_EXERCISE DETAILS_
Wherever the string "PathBuf" appears in the records, return the line that holds it.

_SUPPLIED INFORMATION_
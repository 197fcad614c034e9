use std::collections::BTreeMap;

use anyhow::Context;
use drill_config::DrillConfig;
use drill_core::entities::{MetadataRecord, StudyItem};
use drill_core::ids::PointId;
use drill_core::responses::{SyncResponse, UncertaintyReport};
use drill_core::scheduler::Scheduler;
use drill_parser::{ParsedFile, allocate_and_persist, discover, parse_file};
use drill_store::MetadataStore;

/// Compiled study sets and the store they were reconciled against.
///
/// Building one runs every step that can fail on bad input (discovery,
/// parsing, allocation and rewrite, store load and registration) so errors
/// surface before any interaction starts.
pub struct AppContext {
    pub config: DrillConfig,
    pub store: MetadataStore,
    /// Every point of the corpus, file order then line order.
    pub items: Vec<StudyItem>,
    pub uncertainties: Vec<UncertaintyReport>,
    pub sync: SyncResponse,
}

impl AppContext {
    pub fn init(config: DrillConfig) -> anyhow::Result<Self> {
        let paths = discover(&config.sources).context("failed to discover study sets")?;
        if paths.is_empty() {
            tracing::warn!("no study sets found in the configured sources");
        }

        let files = paths
            .iter()
            .map(|path| parse_file(path))
            .collect::<Result<Vec<ParsedFile>, _>>()?;
        let uncertainties = collect_uncertainties(&files);

        let mut store = MetadataStore::load(&config.store.path)?;
        let allocation = allocate_and_persist(files, &store.ids())?;
        let registered = store.ensure_entries(allocation.ids());

        let items = allocation
            .points
            .iter()
            .map(|allocated| {
                let point = allocated.point.clone();
                let id = point.id.context("allocated point has no identifier")?;
                let record = store.get(id)?;
                Ok(StudyItem::new(point, record)?)
            })
            .collect::<anyhow::Result<Vec<_>>>()?;

        let sync = SyncResponse {
            files: paths.len(),
            points: items.len(),
            assigned: allocation.assigned(),
            rewritten_files: allocation.rewritten_files,
            registered,
        };
        tracing::debug!(
            files = sync.files,
            points = sync.points,
            assigned = sync.assigned.len(),
            registered,
            "compiled study sets"
        );

        Ok(Self {
            config,
            store,
            items,
            uncertainties,
            sync,
        })
    }

    /// The scheduled study queue.
    pub fn queue(&self) -> anyhow::Result<Vec<StudyItem>> {
        let scheduler = Scheduler::new(self.config.study.schedule_options())?;
        Ok(scheduler.select_and_order(self.items.clone()))
    }

    /// Write records registered during this run, if there were any.
    pub fn persist_registrations(&mut self) -> anyhow::Result<()> {
        if self.sync.registered == 0 {
            return Ok(());
        }
        self.store
            .commit(&BTreeMap::new())
            .context("failed to register new points in the metadata store")
    }

    /// Commit session outcomes, retrying once. When both attempts fail the
    /// outcomes are saved to the pending file next to the store.
    pub fn commit_session(
        &mut self,
        updates: &BTreeMap<PointId, MetadataRecord>,
    ) -> anyhow::Result<()> {
        if updates.is_empty() && self.sync.registered == 0 {
            return Ok(());
        }

        let first = match self.store.commit(updates) {
            Ok(()) => return Ok(()),
            Err(error) => error,
        };
        tracing::warn!(error = %first, "metadata commit failed; retrying once");

        let second = match self.store.commit(updates) {
            Ok(()) => return Ok(()),
            Err(error) => error,
        };

        match self.store.write_pending(updates) {
            Ok(pending) => Err(anyhow::Error::new(second).context(format!(
                "failed to commit session; outcomes saved to {}",
                pending.display()
            ))),
            Err(pending_error) => {
                tracing::error!(error = %pending_error, "could not save session outcomes");
                Err(anyhow::Error::new(second).context("failed to commit session; outcomes lost"))
            }
        }
    }
}

fn collect_uncertainties(files: &[ParsedFile]) -> Vec<UncertaintyReport> {
    files
        .iter()
        .filter(|file| !file.uncertainties.is_empty())
        .map(|file| UncertaintyReport {
            source: file.path.clone(),
            lines: file.uncertainties.clone(),
        })
        .collect()
}

#[cfg(test)]
mod tests {
    use std::path::{Path, PathBuf};

    use drill_core::enums::Outcome;
    use drill_core::session::SessionState;
    use pretty_assertions::assert_eq;
    use tempfile::TempDir;

    use super::*;

    fn config(temp: &TempDir, sources: Vec<PathBuf>) -> DrillConfig {
        let mut config = DrillConfig {
            sources,
            ..DrillConfig::default()
        };
        config.store.path = temp.path().join("metadata.json");
        config
    }

    fn write(dir: &Path, name: &str, content: &str) -> PathBuf {
        let path = dir.join(name);
        std::fs::write(&path, content).expect("fixture should write");
        path
    }

    fn store_json(temp: &TempDir) -> serde_json::Value {
        let content =
            std::fs::read_to_string(temp.path().join("metadata.json")).expect("store should exist");
        serde_json::from_str(&content).expect("store should be JSON")
    }

    #[test]
    fn first_question_is_studied_and_committed() {
        let temp = TempDir::new().unwrap();
        let deck = write(temp.path(), "math.txt", "What is 2+2??\n4\n");

        let mut ctx = AppContext::init(config(&temp, vec![deck.clone()])).unwrap();
        assert_eq!(std::fs::read_to_string(&deck).unwrap(), "What is 2+2?? 1\n4\n");
        assert_eq!(ctx.sync.assigned, vec![1]);

        let queue = ctx.queue().unwrap();
        assert_eq!(queue.len(), 1);
        assert_eq!(queue[0].point.question, "What is 2+2?");
        assert_eq!(queue[0].point.answer, "4");

        let mut state = SessionState::new(&queue);
        state.record_outcome(1, Outcome::Succeeded).unwrap();
        ctx.commit_session(&state.updates()).unwrap();

        assert_eq!(
            store_json(&temp),
            serde_json::json!({
                "1": {"total_attempt_count": 1, "successful_attempt_count": 1, "is_hidden": false}
            })
        );
    }

    #[test]
    fn teardown_touches_only_seen_points() {
        let temp = TempDir::new().unwrap();
        let deck = write(
            temp.path(),
            "deck.txt",
            "#!drill\nA?\na\nB?\nb\nC?\nc\nD?\nd\n# not sure about D\n",
        );

        let mut ctx = AppContext::init(config(&temp, vec![deck])).unwrap();
        let queue = ctx.queue().unwrap();
        let mut state = SessionState::new(&queue);
        state.record_outcome(1, Outcome::Succeeded).unwrap();
        state.record_outcome(2, Outcome::Failed).unwrap();
        state.record_outcome(3, Outcome::Succeeded).unwrap();
        ctx.commit_session(&state.updates()).unwrap();

        let store = store_json(&temp);
        assert_eq!(store["1"]["successful_attempt_count"], 1);
        assert_eq!(store["2"]["total_attempt_count"], 1);
        assert_eq!(store["2"]["successful_attempt_count"], 0);
        assert_eq!(store["3"]["total_attempt_count"], 1);
        assert_eq!(
            store["4"],
            serde_json::json!({"total_attempt_count": 0, "successful_attempt_count": 0, "is_hidden": false})
        );
        assert_eq!(
            ctx.uncertainties,
            vec![UncertaintyReport {
                source: temp.path().join("deck.txt"),
                lines: vec!["# not sure about D".into()],
            }]
        );
    }

    #[test]
    fn directories_only_yield_shebang_files() {
        let temp = TempDir::new().unwrap();
        write(temp.path(), "deck.txt", "#!drill\nQ?\na\n");
        write(temp.path(), "notes.txt", "Unrelated?\nnot a deck\n");

        let ctx = AppContext::init(config(&temp, vec![temp.path().to_path_buf()])).unwrap();

        assert_eq!(ctx.sync.files, 1);
        assert_eq!(ctx.items.len(), 1);
        assert_eq!(
            std::fs::read_to_string(temp.path().join("notes.txt")).unwrap(),
            "Unrelated?\nnot a deck\n"
        );
    }

    #[test]
    fn corrupt_store_aborts_before_rewriting_sources() {
        let temp = TempDir::new().unwrap();
        let deck = write(temp.path(), "deck.txt", "Q?\na\n");
        std::fs::write(temp.path().join("metadata.json"), "not json").unwrap();

        let result = AppContext::init(config(&temp, vec![deck.clone()]));

        assert!(result.is_err());
        assert_eq!(std::fs::read_to_string(&deck).unwrap(), "Q?\na\n");
        assert_eq!(
            std::fs::read_to_string(temp.path().join("metadata.json")).unwrap(),
            "not json"
        );
    }

    #[test]
    fn unwritable_store_falls_back_to_pending_file() {
        let temp = TempDir::new().unwrap();
        let deck = write(temp.path(), "deck.txt", "A?\na\nB?\nb\n");
        let mut ctx = AppContext::init(config(&temp, vec![deck])).unwrap();

        let queue = ctx.queue().unwrap();
        let mut state = SessionState::new(&queue);
        state.record_outcome(2, Outcome::Failed).unwrap();
        let updates = state.updates();

        let store_path = temp.path().join("metadata.json");
        std::fs::remove_file(&store_path).unwrap();
        std::fs::create_dir(&store_path).unwrap();

        let err = ctx.commit_session(&updates).unwrap_err();

        assert!(format!("{err:#}").contains("outcomes saved to"));
        let pending = temp.path().join("metadata.json.pending.json");
        let content = std::fs::read_to_string(pending).expect("pending file should exist");
        let saved: serde_json::Value = serde_json::from_str(&content).unwrap();
        assert_eq!(
            saved,
            serde_json::json!({"2": {"total_attempt_count": 1, "successful_attempt_count": 0, "is_hidden": false}})
        );
        assert_eq!(ctx.store.get(2).unwrap(), MetadataRecord::default());
    }

    #[test]
    fn registrations_are_persisted_once() {
        let temp = TempDir::new().unwrap();
        let deck = write(temp.path(), "deck.txt", "Q? 4\na\nR?\nb\n");

        let mut ctx = AppContext::init(config(&temp, vec![deck])).unwrap();
        assert_eq!(ctx.sync.registered, 2);
        ctx.persist_registrations().unwrap();

        let store = store_json(&temp);
        assert_eq!(store.as_object().map(serde_json::Map::len), Some(2));
        assert!(store.get("4").is_some());
        assert!(store.get("5").is_some());
    }
}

_TASK RESULT_
    use std::path::{Path, PathBuf};
    fn config(temp: &TempDir, sources: Vec<PathBuf>) -> DrillConfig {
    fn write(dir: &Path, name: &str, content: &str) -> PathBuf {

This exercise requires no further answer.